The fundamental findings of Zoghbi and Bird made it possible to study the unusual clinical picture of Rett syndrome in more detail. Affected children initially develop normally because MeCP2 is only needed in higher concentrations in nerve cells between the second and third year of life. An absence therefore has no negative effect during this period. However, with age, the lack of MECP2 drastically alters the transmission of stimuli in nerve cells, and the first alterations begin to appear.
The disease mainly occurs in girls because they have two copies of the X chromosome. Females silence an entire X chromosome during early development. Since they are heterozygous for the disease mutation, this causes half of their cells to shut down the normal gene, while the other half silences the chromosome carrying the mutant gene. These latter cells are normal with respect to MeCP2 function. Females carrying these mutations are saved by inactivation of X, but at the cost of Rett syndrome. In male babies, on the other hand, all nerve cells are damaged. They therefore usually die before or shortly after birth.
Huda Zoghbi and Adrian Bird are also trying to develop treatments that could improve the lives of Rett’s patients. Using genetically modified mice, Zoghbi discovered that stimulating regions of the brain – using technology applied to the treatment of Parkinson’s disease – can correct learning and memory deficits. Exercise and brain training of mice prior to symptom onset also attenuated disease progression.
Bird reactivated the production of MeCP2 in the nerve cells of the genetically modified mice. Mice that had already shown considerable impairments recovered and became almost completely healthy. This shows that this neurological disease is reversible and gives hope that Rett syndrome may one day be cured.
Huda Zoghbi studied biology and medicine at the American University of Beirut, Lebanon, and received her MD from Meharry Medical College, Nashville, Tennessee in 1979. She then went to Baylor College of Medicine and Texas Children’s Hospital, Houston, Texas, where she trained in pediatrics and neurology, then pursued postdoctoral research in molecular genetics. She became a professor in the Department of Pediatrics, Neurology, Neuroscience, and Molecular and Human Genetics at Baylor in 1994, and a researcher at the Howard Hughes Medical Institute in 1996. Since 2010, she has also served as director of the Jan and Dan Duncan Neurological Institute of research from Baylor College of Medicine and Texas Children’s Hospital.

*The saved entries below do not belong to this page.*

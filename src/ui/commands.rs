use std::collections::HashMap;
use std::path::Path;
use std::sync::LazyLock;

use anyhow::Context;

use super::app::{App, InputMode, PendingAction, Screen};
use crate::config::expand_home;
use crate::form::RecordForm;
use crate::models::{LedgerKind, RecordId};
use crate::query::GroupBy;
use crate::sheet;
use crate::store::RecordStore;

pub(crate) struct Command {
    pub(crate) description: &'static str,
    pub(crate) run: fn(&str, &mut App, &mut RecordStore) -> anyhow::Result<()>,
}

macro_rules! register_command {
    ($name:expr, $desc:expr, $func:expr, $registry:expr) => {{
        $registry.insert(
            $name,
            Command {
                description: $desc,
                run: $func,
            },
        );
    }};
}

pub(crate) static COMMANDS: LazyLock<HashMap<&str, Command>> = LazyLock::new(|| {
    let mut r: HashMap<&str, Command> = HashMap::new();

    register_command!("q", "Quit TallyTUI", cmd_quit, r);
    register_command!("quit", "Quit TallyTUI", cmd_quit, r);
    register_command!("d", "Go to Dashboard", cmd_dashboard, r);
    register_command!("dashboard", "Go to Dashboard", cmd_dashboard, r);
    register_command!("r", "Go to Records", cmd_records, r);
    register_command!("records", "Go to Records", cmd_records, r);
    register_command!("s", "Go to Summary", cmd_summary, r);
    register_command!("summary", "Go to Summary", cmd_summary, r);
    register_command!("help", "Show available commands", cmd_help, r);
    register_command!("h", "Show available commands", cmd_help, r);
    register_command!(
        "add",
        "Add a record (e.g. :add company=Acme item=Flour qty=2 price=5)",
        cmd_add,
        r
    );
    register_command!("a", "Add a record (e.g. :a company=Acme qty=2)", cmd_add, r);
    register_command!(
        "edit",
        "Edit selected record (e.g. :edit price=4.75)",
        cmd_edit,
        r
    );
    register_command!("e", "Edit selected record", cmd_edit, r);
    register_command!("delete", "Delete selected record", cmd_delete, r);
    register_command!("del", "Delete selected record", cmd_delete, r);
    register_command!(
        "pay-all",
        "Mark every unpaid record in the view as paid",
        cmd_pay_all,
        r
    );
    register_command!("pay", "Mark every unpaid record in the view as paid", cmd_pay_all, r);
    register_command!("toggle", "Flip paid/unpaid on selected record", cmd_toggle, r);
    register_command!("t", "Flip paid/unpaid on selected record", cmd_toggle, r);
    register_command!(
        "filter",
        "Filter the view (e.g. :filter company=acme currency=usd,eur)",
        cmd_filter,
        r
    );
    register_command!("f", "Filter the view (e.g. :f status=unpaid)", cmd_filter, r);
    register_command!("from", "Set start date (e.g. :from 2024-01-01)", cmd_from, r);
    register_command!("to", "Set end date (e.g. :to 2024-03-31)", cmd_to, r);
    register_command!("clear", "Clear every filter", cmd_clear, r);
    register_command!(
        "ledger",
        "Switch ledger (e.g. :ledger expenses)",
        cmd_ledger,
        r
    );
    register_command!("l", "Switch ledger", cmd_ledger, r);
    register_command!(
        "import",
        "Import a spreadsheet (e.g. :import ~/upload.csv)",
        cmd_import,
        r
    );
    register_command!("i", "Import a spreadsheet", cmd_import, r);
    register_command!(
        "export",
        "Export the view, or totals with :export summary",
        cmd_export,
        r
    );
    register_command!("x", "Export the view", cmd_export, r);
    register_command!(
        "group",
        "Group summary by company, company-currency, currency, status or unit",
        cmd_group,
        r
    );
    register_command!("g", "Cycle summary grouping", cmd_group, r);

    r
});

/// Run one command line. Failures land in the status bar and the log; only
/// a broken terminal ends the session.
pub(crate) fn handle_command(input: &str, app: &mut App, store: &mut RecordStore) {
    let trimmed = input.trim();
    let mut parts = trimmed.splitn(2, ' ');
    let cmd_name = parts.next().unwrap_or("");
    let args = parts.next().unwrap_or("").trim();

    if cmd_name.is_empty() {
        return;
    }

    if let Some(cmd) = COMMANDS.get(cmd_name) {
        if let Err(e) = (cmd.run)(args, app, store) {
            tracing::warn!(command = cmd_name, error = %format!("{e:#}"), "command failed");
            app.set_status(format!("Error: {e:#}"));
        }
    } else {
        // Try fuzzy match
        let suggestion = find_closest(cmd_name);
        app.set_status(format!(
            "Unknown command: :{cmd_name}. Did you mean :{suggestion}?"
        ));
    }
}

fn find_closest(input: &str) -> String {
    COMMANDS
        .keys()
        .filter(|k| k.len() > 1) // skip single-letter aliases for suggestions
        .min_by_key(|k| levenshtein(input, k))
        .unwrap_or(&"help")
        .to_string()
}

fn levenshtein(a: &str, b: &str) -> usize {
    let (a, b) = (a.as_bytes(), b.as_bytes());
    let mut prev: Vec<usize> = (0..=b.len()).collect();
    let mut curr = vec![0; b.len() + 1];

    for i in 1..=a.len() {
        curr[0] = i;
        for j in 1..=b.len() {
            let cost = if a[i - 1] == b[j - 1] { 0 } else { 1 };
            curr[j] = (prev[j] + 1).min(curr[j - 1] + 1).min(prev[j - 1] + cost);
        }
        std::mem::swap(&mut prev, &mut curr);
    }

    prev[b.len()]
}

/// Validate `args` on top of the stored record and write it back.
pub(crate) fn apply_edit(
    id: RecordId,
    args: &str,
    app: &mut App,
    store: &mut RecordStore,
) -> anyhow::Result<()> {
    let current = store
        .get(id)
        .with_context(|| format!("Record {id} no longer exists"))?;
    let mut form = RecordForm::from_record(current);
    form.apply(args)?;
    let record = form.validate(store.schema())?;
    store.update_by_id(id, record)?;
    app.refresh(store);
    app.set_status(format!("Updated record {id}"));
    Ok(())
}

fn confirm(app: &mut App, message: String, action: PendingAction) {
    app.confirm_message = message;
    app.pending_action = Some(action);
    app.input_mode = InputMode::Confirm;
}

// ── Command implementations ──────────────────────────────────

fn cmd_quit(_args: &str, app: &mut App, _store: &mut RecordStore) -> anyhow::Result<()> {
    app.running = false;
    Ok(())
}

fn cmd_dashboard(_args: &str, app: &mut App, _store: &mut RecordStore) -> anyhow::Result<()> {
    app.screen = Screen::Dashboard;
    Ok(())
}

fn cmd_records(_args: &str, app: &mut App, _store: &mut RecordStore) -> anyhow::Result<()> {
    app.screen = Screen::Records;
    Ok(())
}

fn cmd_summary(_args: &str, app: &mut App, _store: &mut RecordStore) -> anyhow::Result<()> {
    app.screen = Screen::Summary;
    Ok(())
}

fn cmd_help(_args: &str, app: &mut App, _store: &mut RecordStore) -> anyhow::Result<()> {
    app.show_help = true;
    Ok(())
}

fn cmd_add(args: &str, app: &mut App, store: &mut RecordStore) -> anyhow::Result<()> {
    if args.is_empty() {
        app.set_status(
            "Usage: :add date=YYYY-MM-DD company=<name> item=<name> qty=<n> unit=<u> price=<p> currency=<code>",
        );
        return Ok(());
    }

    let mut form = RecordForm::default();
    form.apply(args)?;
    let record = form.validate(store.schema())?;
    let label = format!("{} / {}", record.company, record.item_name);
    let id = store.append(record)?;
    app.refresh(store);
    app.set_status(format!("Added record {id}: {label}"));
    Ok(())
}

fn cmd_edit(args: &str, app: &mut App, store: &mut RecordStore) -> anyhow::Result<()> {
    let Some(selected) = app.selected_record() else {
        app.set_status("Navigate to Records and select one first");
        return Ok(());
    };
    let id = selected.id;

    if args.is_empty() {
        // Enter editing mode with every field prefilled
        app.command_input = RecordForm::from_record(selected).to_assignments(store.schema());
        app.editing = Some(id);
        app.input_mode = InputMode::Editing;
        app.set_status("Change any field=value, press Enter to save");
        return Ok(());
    }

    apply_edit(id, args, app, store)
}

fn cmd_delete(_args: &str, app: &mut App, _store: &mut RecordStore) -> anyhow::Result<()> {
    let Some(selected) = app.selected_record() else {
        app.set_status("No record selected");
        return Ok(());
    };
    let id = selected.id;
    let label = format!("{} {} / {}", selected.date, selected.company, selected.item_name);
    confirm(
        app,
        format!("Delete '{label}'?"),
        PendingAction::DeleteRecord { id, label },
    );
    Ok(())
}

fn cmd_pay_all(_args: &str, app: &mut App, store: &mut RecordStore) -> anyhow::Result<()> {
    if !store.schema().has_status() {
        anyhow::bail!("The {} ledger has no Status column", app.ledger);
    }

    let ids = app.unpaid_in_view();
    if ids.is_empty() {
        app.set_status("Nothing unpaid in this view");
        return Ok(());
    }

    let count = ids.len();
    confirm(
        app,
        format!("Mark {count} unpaid records as paid?"),
        PendingAction::MarkPaid { ids },
    );
    Ok(())
}

fn cmd_toggle(_args: &str, app: &mut App, store: &mut RecordStore) -> anyhow::Result<()> {
    let Some(selected) = app.selected_record() else {
        app.set_status("No record selected");
        return Ok(());
    };
    let Some(status) = selected.status else {
        anyhow::bail!("The {} ledger has no Status column", app.ledger);
    };

    let id = selected.id;
    let next = status.toggled();
    store.set_status(id, next)?;
    app.refresh(store);
    app.set_status(format!("Record {id} is now {next}"));
    Ok(())
}

fn cmd_filter(args: &str, app: &mut App, store: &mut RecordStore) -> anyhow::Result<()> {
    if args.is_empty() {
        if app.filter.is_empty() {
            app.set_status("No filter. Usage: :filter company=acme status=unpaid");
        } else {
            app.set_status(format!("Filter: {}", app.filter.describe()));
        }
        return Ok(());
    }

    app.filter.apply(args)?;
    app.record_index = 0;
    app.record_scroll = 0;
    app.refresh(store);
    app.set_status(format!(
        "Filter: {} ({} of {} records)",
        app.filter.describe(),
        app.records.len(),
        app.store_len
    ));
    Ok(())
}

fn cmd_from(args: &str, app: &mut App, store: &mut RecordStore) -> anyhow::Result<()> {
    app.filter.set("from", args, false)?;
    app.refresh(store);
    match app.filter.date_from {
        Some(d) => app.set_status(format!("Showing records from {d}")),
        None => app.set_status("Start date cleared"),
    }
    Ok(())
}

fn cmd_to(args: &str, app: &mut App, store: &mut RecordStore) -> anyhow::Result<()> {
    app.filter.set("to", args, false)?;
    app.refresh(store);
    match app.filter.date_to {
        Some(d) => app.set_status(format!("Showing records up to {d}")),
        None => app.set_status("End date cleared"),
    }
    Ok(())
}

fn cmd_clear(_args: &str, app: &mut App, store: &mut RecordStore) -> anyhow::Result<()> {
    app.filter = Default::default();
    app.search = None;
    app.search_input.clear();
    app.refresh(store);
    app.set_status("Filters cleared - showing all records");
    Ok(())
}

fn cmd_ledger(args: &str, app: &mut App, store: &mut RecordStore) -> anyhow::Result<()> {
    let kind = if args.is_empty() {
        // No args → flip to the other ledger
        match app.ledger {
            LedgerKind::Invoices => LedgerKind::Expenses,
            LedgerKind::Expenses => LedgerKind::Invoices,
        }
    } else {
        LedgerKind::parse(args)
            .with_context(|| format!("Unknown ledger '{args}'. Use invoices or expenses"))?
    };

    app.switch_ledger(kind, store)?;
    app.set_status(format!("{} ({} records)", kind.title(), store.len()));
    Ok(())
}

fn cmd_import(args: &str, app: &mut App, store: &mut RecordStore) -> anyhow::Result<()> {
    if args.is_empty() {
        app.set_status("Usage: :import <path to .csv>");
        return Ok(());
    }

    let source = expand_home(args);
    let records = sheet::import_file(Path::new(&source), store.schema())
        .with_context(|| format!("Could not import {source}"))?;
    if records.is_empty() {
        app.set_status(format!("{source} has no rows to import"));
        return Ok(());
    }

    let count = records.len();
    confirm(
        app,
        format!("Append {count} rows from {source} to {}?", app.ledger),
        PendingAction::Import { source, records },
    );
    Ok(())
}

fn cmd_export(args: &str, app: &mut App, store: &mut RecordStore) -> anyhow::Result<()> {
    if args.eq_ignore_ascii_case("summary") {
        let path = app.config.export_path(sheet::SUMMARY_EXPORT);
        let count = sheet::export_summary(&path, store.schema(), app.group_by, &app.group_totals)
            .with_context(|| format!("Could not write {}", path.display()))?;
        app.set_status(format!(
            "Exported {count} {} totals to {}",
            app.group_by,
            path.display()
        ));
        return Ok(());
    }

    let path = app.config.export_path(sheet::export_file_name(app.ledger));
    let count = sheet::export_records(&path, store.schema(), app.records.iter().map(|r| &r.record))
        .with_context(|| format!("Could not write {}", path.display()))?;
    if count == 0 {
        app.set_status(format!("No records in view; wrote header only to {}", path.display()));
    } else {
        app.set_status(format!("Exported {count} records to {}", path.display()));
    }
    Ok(())
}

fn cmd_group(args: &str, app: &mut App, store: &mut RecordStore) -> anyhow::Result<()> {
    app.group_by = if args.is_empty() {
        let all = GroupBy::all();
        let at = all.iter().position(|g| *g == app.group_by).unwrap_or(0);
        all[(at + 1) % all.len()]
    } else {
        GroupBy::parse(args).with_context(|| {
            format!("Unknown grouping '{args}'. Use company, company-currency, currency, status or unit")
        })?
    };

    app.summary_index = 0;
    app.summary_scroll = 0;
    app.refresh(store);
    app.screen = Screen::Summary;
    app.set_status(format!("Grouped by {}", app.group_by));
    Ok(())
}

#[cfg(test)]
#[path = "commands_tests.rs"]
mod tests;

Adrian Bird studied biochemistry at the University of Sussex and obtained his doctorate at the University of Edinburgh in 1971. He then carried out research residencies at the University of Zurich, Switzerland, and at the University of Yale. In 1975, he set up his own research in Edinburgh. From there he went to the Institute of Molecular Pathology in Vienna, where he remained from 1987 to 1990. In 1990 he returned to the University of Edinburgh, where he has since held the Buchanan Chair in Genetics.